# Dataset excerpts
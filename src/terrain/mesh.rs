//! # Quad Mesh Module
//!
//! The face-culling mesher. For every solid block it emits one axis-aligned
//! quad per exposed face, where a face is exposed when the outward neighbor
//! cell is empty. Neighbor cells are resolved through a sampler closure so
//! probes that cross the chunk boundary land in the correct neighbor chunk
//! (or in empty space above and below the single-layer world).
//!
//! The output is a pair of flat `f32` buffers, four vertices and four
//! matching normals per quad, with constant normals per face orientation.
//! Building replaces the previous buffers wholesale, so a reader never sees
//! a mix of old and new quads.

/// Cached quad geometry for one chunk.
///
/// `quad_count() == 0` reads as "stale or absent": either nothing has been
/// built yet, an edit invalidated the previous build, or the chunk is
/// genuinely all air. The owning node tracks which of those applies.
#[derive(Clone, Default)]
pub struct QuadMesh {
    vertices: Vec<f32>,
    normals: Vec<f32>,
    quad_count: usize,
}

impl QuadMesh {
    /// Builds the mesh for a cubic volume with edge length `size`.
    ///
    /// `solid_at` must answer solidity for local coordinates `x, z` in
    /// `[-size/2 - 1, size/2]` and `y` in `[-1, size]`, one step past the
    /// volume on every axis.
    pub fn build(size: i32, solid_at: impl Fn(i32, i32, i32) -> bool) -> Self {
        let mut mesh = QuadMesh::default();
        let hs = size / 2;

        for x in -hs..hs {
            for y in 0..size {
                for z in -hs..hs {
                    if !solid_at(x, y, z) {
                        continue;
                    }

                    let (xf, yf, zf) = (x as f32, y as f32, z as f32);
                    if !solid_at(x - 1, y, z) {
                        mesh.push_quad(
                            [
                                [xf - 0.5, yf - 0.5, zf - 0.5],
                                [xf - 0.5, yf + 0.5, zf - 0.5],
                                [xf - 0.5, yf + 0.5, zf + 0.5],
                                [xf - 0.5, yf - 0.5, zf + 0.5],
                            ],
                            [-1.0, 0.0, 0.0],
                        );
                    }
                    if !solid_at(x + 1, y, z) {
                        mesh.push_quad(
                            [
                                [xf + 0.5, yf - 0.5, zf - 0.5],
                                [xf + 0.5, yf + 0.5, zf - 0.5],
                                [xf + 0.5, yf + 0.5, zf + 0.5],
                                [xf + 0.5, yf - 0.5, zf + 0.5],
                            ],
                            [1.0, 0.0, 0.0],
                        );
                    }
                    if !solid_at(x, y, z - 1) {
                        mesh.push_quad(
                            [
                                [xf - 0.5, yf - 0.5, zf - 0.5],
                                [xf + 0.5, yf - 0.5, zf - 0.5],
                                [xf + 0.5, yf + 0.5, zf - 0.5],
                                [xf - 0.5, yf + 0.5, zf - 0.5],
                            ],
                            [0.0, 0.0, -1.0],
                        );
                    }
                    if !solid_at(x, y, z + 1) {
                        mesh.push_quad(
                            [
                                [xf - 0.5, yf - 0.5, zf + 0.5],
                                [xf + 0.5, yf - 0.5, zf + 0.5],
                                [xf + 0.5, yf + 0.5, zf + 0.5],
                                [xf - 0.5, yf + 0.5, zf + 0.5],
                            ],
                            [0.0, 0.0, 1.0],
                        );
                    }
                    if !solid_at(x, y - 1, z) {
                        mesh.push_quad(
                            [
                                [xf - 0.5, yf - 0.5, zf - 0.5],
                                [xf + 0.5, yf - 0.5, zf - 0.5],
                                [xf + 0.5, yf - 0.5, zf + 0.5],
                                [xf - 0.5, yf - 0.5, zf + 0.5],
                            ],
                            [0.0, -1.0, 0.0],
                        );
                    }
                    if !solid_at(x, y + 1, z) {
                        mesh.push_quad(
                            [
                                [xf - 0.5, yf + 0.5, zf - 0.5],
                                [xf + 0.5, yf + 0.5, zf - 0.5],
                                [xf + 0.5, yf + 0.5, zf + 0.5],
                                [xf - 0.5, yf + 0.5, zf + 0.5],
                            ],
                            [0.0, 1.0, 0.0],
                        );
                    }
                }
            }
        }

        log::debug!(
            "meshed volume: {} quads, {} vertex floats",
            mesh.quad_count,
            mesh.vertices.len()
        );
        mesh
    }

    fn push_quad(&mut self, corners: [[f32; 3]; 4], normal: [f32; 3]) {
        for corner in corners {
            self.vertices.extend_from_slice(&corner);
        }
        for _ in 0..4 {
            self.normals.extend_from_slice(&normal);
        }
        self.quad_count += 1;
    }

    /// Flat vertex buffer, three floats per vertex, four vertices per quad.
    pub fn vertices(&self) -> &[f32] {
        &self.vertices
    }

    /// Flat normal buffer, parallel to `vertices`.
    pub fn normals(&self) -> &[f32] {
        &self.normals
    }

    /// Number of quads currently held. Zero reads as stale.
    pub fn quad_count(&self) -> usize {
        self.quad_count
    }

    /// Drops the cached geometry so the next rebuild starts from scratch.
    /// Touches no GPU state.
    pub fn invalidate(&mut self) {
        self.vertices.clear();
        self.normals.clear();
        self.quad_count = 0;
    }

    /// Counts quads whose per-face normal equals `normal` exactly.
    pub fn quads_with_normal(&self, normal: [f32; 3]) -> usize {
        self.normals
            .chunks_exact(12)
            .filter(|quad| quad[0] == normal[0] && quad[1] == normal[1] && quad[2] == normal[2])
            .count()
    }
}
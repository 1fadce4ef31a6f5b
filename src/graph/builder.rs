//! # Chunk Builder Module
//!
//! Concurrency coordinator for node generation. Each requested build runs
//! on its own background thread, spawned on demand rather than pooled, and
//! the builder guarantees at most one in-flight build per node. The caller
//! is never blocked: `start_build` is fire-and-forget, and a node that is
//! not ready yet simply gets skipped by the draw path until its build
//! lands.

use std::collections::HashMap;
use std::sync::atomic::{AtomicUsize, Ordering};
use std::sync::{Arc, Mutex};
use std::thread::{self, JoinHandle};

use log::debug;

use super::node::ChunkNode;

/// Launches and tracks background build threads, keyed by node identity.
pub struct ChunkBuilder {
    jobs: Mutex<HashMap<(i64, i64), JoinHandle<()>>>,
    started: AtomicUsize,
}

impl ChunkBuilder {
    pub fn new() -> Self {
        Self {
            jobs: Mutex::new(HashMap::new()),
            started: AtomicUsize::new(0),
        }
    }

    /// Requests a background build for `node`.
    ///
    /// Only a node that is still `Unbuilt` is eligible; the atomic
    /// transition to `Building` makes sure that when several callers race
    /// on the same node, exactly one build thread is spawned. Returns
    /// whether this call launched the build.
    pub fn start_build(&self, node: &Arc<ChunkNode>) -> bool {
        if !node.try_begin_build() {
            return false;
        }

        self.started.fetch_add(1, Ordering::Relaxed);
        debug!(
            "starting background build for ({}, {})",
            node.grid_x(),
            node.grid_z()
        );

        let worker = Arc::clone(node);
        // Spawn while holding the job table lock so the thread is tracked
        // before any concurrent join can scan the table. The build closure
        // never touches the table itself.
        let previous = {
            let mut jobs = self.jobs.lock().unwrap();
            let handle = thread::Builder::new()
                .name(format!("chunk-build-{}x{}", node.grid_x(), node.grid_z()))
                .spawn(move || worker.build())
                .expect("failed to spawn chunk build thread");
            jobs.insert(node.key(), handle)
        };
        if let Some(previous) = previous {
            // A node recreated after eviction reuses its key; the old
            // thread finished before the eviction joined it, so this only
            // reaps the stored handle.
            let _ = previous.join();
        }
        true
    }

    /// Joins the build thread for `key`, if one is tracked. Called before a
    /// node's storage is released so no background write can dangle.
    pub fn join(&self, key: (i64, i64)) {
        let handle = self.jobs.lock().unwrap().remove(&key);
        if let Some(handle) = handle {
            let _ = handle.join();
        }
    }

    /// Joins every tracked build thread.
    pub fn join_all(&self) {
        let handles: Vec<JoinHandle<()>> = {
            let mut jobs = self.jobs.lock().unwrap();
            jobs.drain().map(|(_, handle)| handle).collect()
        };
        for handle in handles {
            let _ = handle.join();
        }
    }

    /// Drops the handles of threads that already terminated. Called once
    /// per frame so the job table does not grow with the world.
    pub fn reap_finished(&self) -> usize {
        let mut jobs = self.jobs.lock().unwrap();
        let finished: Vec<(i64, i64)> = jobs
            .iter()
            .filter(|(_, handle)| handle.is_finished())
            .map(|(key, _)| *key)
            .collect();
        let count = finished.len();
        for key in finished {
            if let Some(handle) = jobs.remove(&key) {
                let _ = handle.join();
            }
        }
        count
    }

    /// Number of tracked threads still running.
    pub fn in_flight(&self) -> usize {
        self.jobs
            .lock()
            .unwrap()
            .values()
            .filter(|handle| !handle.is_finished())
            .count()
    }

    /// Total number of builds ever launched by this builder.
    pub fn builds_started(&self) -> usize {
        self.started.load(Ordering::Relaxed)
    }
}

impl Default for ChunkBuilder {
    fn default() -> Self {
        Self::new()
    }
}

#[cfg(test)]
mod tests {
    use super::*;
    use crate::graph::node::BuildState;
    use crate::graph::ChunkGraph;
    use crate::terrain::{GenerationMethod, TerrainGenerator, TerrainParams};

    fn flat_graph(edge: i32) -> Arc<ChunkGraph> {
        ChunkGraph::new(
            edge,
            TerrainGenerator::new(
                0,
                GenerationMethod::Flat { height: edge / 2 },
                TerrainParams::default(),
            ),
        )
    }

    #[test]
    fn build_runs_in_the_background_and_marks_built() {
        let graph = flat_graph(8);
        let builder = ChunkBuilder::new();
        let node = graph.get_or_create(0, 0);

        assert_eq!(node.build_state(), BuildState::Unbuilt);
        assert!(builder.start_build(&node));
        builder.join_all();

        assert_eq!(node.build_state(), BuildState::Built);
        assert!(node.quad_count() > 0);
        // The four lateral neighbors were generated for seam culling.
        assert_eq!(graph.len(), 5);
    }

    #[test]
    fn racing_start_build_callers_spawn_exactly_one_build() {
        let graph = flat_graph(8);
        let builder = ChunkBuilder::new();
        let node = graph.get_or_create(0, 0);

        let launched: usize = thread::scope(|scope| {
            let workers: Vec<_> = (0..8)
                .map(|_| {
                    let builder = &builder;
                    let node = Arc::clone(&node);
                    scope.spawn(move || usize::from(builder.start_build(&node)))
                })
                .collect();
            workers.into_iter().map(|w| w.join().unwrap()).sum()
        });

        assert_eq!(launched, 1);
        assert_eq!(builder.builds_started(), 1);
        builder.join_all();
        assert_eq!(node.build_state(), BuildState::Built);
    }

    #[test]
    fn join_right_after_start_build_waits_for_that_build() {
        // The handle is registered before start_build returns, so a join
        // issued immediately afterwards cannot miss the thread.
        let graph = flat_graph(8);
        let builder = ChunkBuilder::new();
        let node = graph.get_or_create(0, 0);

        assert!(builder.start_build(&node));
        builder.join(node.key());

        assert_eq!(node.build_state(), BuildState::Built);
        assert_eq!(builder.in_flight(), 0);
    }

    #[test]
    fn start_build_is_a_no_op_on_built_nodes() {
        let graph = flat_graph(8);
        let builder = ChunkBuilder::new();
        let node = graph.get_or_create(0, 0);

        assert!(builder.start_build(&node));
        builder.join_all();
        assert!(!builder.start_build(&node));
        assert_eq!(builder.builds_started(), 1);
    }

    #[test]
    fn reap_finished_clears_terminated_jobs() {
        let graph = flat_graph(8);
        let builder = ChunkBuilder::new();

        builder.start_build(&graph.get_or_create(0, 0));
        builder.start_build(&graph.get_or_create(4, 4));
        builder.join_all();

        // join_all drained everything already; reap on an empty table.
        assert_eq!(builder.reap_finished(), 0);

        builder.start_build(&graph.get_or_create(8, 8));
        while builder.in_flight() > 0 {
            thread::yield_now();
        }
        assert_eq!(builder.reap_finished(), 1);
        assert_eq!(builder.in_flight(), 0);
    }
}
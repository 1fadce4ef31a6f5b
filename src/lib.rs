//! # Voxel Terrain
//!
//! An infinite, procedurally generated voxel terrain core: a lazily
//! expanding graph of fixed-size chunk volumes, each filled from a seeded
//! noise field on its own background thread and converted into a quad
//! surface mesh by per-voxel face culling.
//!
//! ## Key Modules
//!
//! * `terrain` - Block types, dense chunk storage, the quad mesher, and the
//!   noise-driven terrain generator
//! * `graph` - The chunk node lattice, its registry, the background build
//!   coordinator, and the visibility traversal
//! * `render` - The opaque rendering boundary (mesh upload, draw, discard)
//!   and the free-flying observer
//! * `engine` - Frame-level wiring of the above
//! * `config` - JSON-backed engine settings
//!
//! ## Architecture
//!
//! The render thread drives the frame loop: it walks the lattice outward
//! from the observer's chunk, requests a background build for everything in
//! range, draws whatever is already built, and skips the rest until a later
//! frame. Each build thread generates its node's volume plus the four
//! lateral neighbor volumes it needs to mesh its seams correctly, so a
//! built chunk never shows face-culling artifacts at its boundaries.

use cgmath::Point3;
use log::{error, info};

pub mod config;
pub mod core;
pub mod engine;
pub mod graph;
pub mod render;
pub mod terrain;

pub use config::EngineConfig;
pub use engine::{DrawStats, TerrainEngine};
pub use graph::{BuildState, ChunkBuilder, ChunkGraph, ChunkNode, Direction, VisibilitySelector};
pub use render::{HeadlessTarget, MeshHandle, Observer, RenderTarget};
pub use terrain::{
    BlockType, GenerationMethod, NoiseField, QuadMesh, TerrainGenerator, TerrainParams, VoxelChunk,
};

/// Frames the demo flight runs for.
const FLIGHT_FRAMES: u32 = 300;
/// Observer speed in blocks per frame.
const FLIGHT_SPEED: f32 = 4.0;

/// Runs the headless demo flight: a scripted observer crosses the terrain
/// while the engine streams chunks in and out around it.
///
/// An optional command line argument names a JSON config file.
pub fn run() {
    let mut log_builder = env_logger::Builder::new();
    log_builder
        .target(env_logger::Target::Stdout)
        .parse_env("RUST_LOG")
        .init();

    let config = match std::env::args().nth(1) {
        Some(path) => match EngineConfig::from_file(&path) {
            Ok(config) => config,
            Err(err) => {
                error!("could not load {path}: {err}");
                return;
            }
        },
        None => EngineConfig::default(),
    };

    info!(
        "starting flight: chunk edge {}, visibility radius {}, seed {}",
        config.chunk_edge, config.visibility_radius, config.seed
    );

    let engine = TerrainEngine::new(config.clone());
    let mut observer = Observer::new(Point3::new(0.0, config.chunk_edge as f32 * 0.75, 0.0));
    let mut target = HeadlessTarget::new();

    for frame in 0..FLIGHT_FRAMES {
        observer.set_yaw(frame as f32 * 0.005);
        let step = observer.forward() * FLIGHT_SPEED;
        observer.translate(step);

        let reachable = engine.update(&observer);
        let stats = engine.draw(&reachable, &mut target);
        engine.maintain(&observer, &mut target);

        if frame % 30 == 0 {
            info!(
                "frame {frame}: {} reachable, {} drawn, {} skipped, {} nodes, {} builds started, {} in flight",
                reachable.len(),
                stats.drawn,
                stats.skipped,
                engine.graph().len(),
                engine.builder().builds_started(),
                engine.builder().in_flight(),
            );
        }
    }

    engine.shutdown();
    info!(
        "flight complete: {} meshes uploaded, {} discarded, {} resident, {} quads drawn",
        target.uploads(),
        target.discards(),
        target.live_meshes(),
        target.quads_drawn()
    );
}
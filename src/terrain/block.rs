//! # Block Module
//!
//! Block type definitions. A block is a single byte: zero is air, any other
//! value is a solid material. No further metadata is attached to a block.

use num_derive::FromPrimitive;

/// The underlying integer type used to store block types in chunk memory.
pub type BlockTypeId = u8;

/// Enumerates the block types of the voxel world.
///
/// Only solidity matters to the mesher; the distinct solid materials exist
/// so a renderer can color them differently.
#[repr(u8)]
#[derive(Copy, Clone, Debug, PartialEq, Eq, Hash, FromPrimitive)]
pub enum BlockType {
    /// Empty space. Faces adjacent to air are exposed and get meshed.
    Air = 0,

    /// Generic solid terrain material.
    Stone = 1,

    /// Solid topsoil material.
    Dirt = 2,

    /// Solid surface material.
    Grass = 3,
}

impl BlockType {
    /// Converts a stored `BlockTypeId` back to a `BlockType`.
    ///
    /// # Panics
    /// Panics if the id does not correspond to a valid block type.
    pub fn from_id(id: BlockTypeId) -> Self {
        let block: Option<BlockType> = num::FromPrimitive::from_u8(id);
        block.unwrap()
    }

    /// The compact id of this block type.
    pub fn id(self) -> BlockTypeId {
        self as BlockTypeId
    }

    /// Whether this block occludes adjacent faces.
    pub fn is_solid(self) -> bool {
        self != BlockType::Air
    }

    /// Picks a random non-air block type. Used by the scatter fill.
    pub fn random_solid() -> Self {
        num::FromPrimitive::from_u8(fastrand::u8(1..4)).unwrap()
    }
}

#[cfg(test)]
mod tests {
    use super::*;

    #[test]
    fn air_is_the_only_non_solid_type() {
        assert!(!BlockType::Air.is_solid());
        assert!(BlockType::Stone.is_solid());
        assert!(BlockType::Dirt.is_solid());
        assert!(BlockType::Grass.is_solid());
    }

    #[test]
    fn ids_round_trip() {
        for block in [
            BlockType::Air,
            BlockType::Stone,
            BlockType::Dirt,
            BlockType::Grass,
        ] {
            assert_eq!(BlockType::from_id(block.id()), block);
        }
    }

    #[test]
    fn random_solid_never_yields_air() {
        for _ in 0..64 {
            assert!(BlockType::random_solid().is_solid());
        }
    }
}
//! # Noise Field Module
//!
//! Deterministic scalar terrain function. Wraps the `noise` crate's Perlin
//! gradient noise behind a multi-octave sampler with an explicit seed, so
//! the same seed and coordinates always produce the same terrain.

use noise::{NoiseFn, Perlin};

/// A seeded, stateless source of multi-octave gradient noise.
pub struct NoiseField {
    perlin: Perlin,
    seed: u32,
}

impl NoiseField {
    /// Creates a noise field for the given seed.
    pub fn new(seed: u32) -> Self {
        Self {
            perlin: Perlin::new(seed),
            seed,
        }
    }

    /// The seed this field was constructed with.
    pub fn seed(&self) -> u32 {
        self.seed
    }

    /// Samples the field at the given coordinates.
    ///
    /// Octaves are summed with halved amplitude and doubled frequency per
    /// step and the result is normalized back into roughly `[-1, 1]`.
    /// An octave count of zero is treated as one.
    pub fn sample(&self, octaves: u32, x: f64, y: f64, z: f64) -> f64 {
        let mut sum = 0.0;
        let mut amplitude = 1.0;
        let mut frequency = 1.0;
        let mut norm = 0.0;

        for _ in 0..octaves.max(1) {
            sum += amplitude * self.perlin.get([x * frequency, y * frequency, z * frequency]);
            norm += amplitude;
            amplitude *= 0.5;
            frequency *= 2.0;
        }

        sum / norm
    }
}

# What to produce
Here the output must be the lines above from the line with "Deterministic scalar terrain" to the line with "doubled frequency per", both included, duplicated word for word and nothing else.

# Exercise answer
//! Deterministic scalar terrain function. Wraps the `noise` crate's Perlin
//! gradient noise behind a multi-octave sampler with an explicit seed, so
//! the same seed and coordinates always produce the same terrain.

use noise::{NoiseFn, Perlin};

/// A seeded, stateless source of multi-octave gradient noise.
pub struct NoiseField {
    perlin: Perlin,
    seed: u32,
}

impl NoiseField {
    /// Creates a noise field for the given seed.
    pub fn new(seed: u32) -> Self {
        Self {
            perlin: Perlin::new(seed),
            seed,
        }
    }

    /// The seed this field was constructed with.
    pub fn seed(&self) -> u32 {
        self.seed
    }

    /// Samples the field at the given coordinates.
    ///
    /// Octaves are summed with halved amplitude and doubled frequency per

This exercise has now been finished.